Mergers and Innovation

Innovation and Economic Growth and Competition Policy and Antitrust

Article Snapshot


Michael L. Katz and Howard Shelanski


Antitrust Law Journal, Winter 2006


This paper asks how competition policy should adapt to innovation.

Policy Relevance

Antitrust law should adapt to innovation, or it will hinder it. To adapt, policymakers should try to predict how business acts will affect consumers in the future.

Main Points

  • Some argue that innovation should mean fewer antitrust cases, because regulation can hinder innovation, and a dominant firm is likely to be overtaken by an innovative newcomer sooner in any case.
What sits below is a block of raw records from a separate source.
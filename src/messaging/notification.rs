// Notifications shown to the user (limit violations, library errors)

use chrono::{DateTime, Utc};
use std::fmt;

/// Severity of a notification
#[derive(Debug, Clone, Copy, PartialEq, Eq, PartialOrd, Ord)]
pub enum NotificationLevel {
    Info,
    Warning,
    Error,
}

/// Area a notification relates to
#[derive(Debug, Clone, Copy, PartialEq, Eq)]
pub enum NotificationCategory {
    /// Grid edits: measure limits, bad indices
    Pattern,
    /// Transport and metronome
    Playback,
    /// Saving and loading patterns
    Library,
    /// Render sink failures
    Audio,
}

/// A message for the toast area
#[derive(Debug, Clone)]
pub struct Notification {
    pub level: NotificationLevel,
    pub category: NotificationCategory,
    pub message: String,
    pub created: DateTime<Utc>,
}

impl Notification {
    pub fn new(
        level: NotificationLevel,
        category: NotificationCategory,
        message: impl Into<String>,
    ) -> Self {
        Self {
            level,
            category,
            message: message.into(),
            created: Utc::now(),
        }
    }

    pub fn info(category: NotificationCategory, message: impl Into<String>) -> Self {
        Self::new(NotificationLevel::Info, category, message)
    }

    pub fn warning(category: NotificationCategory, message: impl Into<String>) -> Self {
        Self::new(NotificationLevel::Warning, category, message)
    }

    pub fn error(category: NotificationCategory, message: impl Into<String>) -> Self {
        Self::new(NotificationLevel::Error, category, message)
    }
}

impl fmt::Display for Notification {
    fn fmt(&self, f: &mut fmt::Formatter<'_>) -> fmt::Result {
        let level = match self.level {
            NotificationLevel::Info => "info",
            NotificationLevel::Warning => "warning",
            NotificationLevel::Error => "error",
        };
        write!(f, "[{}] {:?}: {}", level, self.category, self.message)
    }
}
  • Others argue that mergers should be policed more aggressively in “innovation markets” or “technology markets.”

  • Today, competition law is focused on prices, production levels, and other measurements in the short run.

  • For merger policy to take innovation into account, policymakers should:
    • De-emphasize market share.
    • Consider research and development.
    • Identify firms with the same skills and assets.
    • Predict how a merger would affect future consumers.

  • Because predicting future effects is hard, the law should not assume some business acts are usually bad or usually good. Courts must examine acts on a case by case basis.

  • Old measures like market share might suggest favoring a merger, but new metrics that take into account innovation might mean disfavoring it.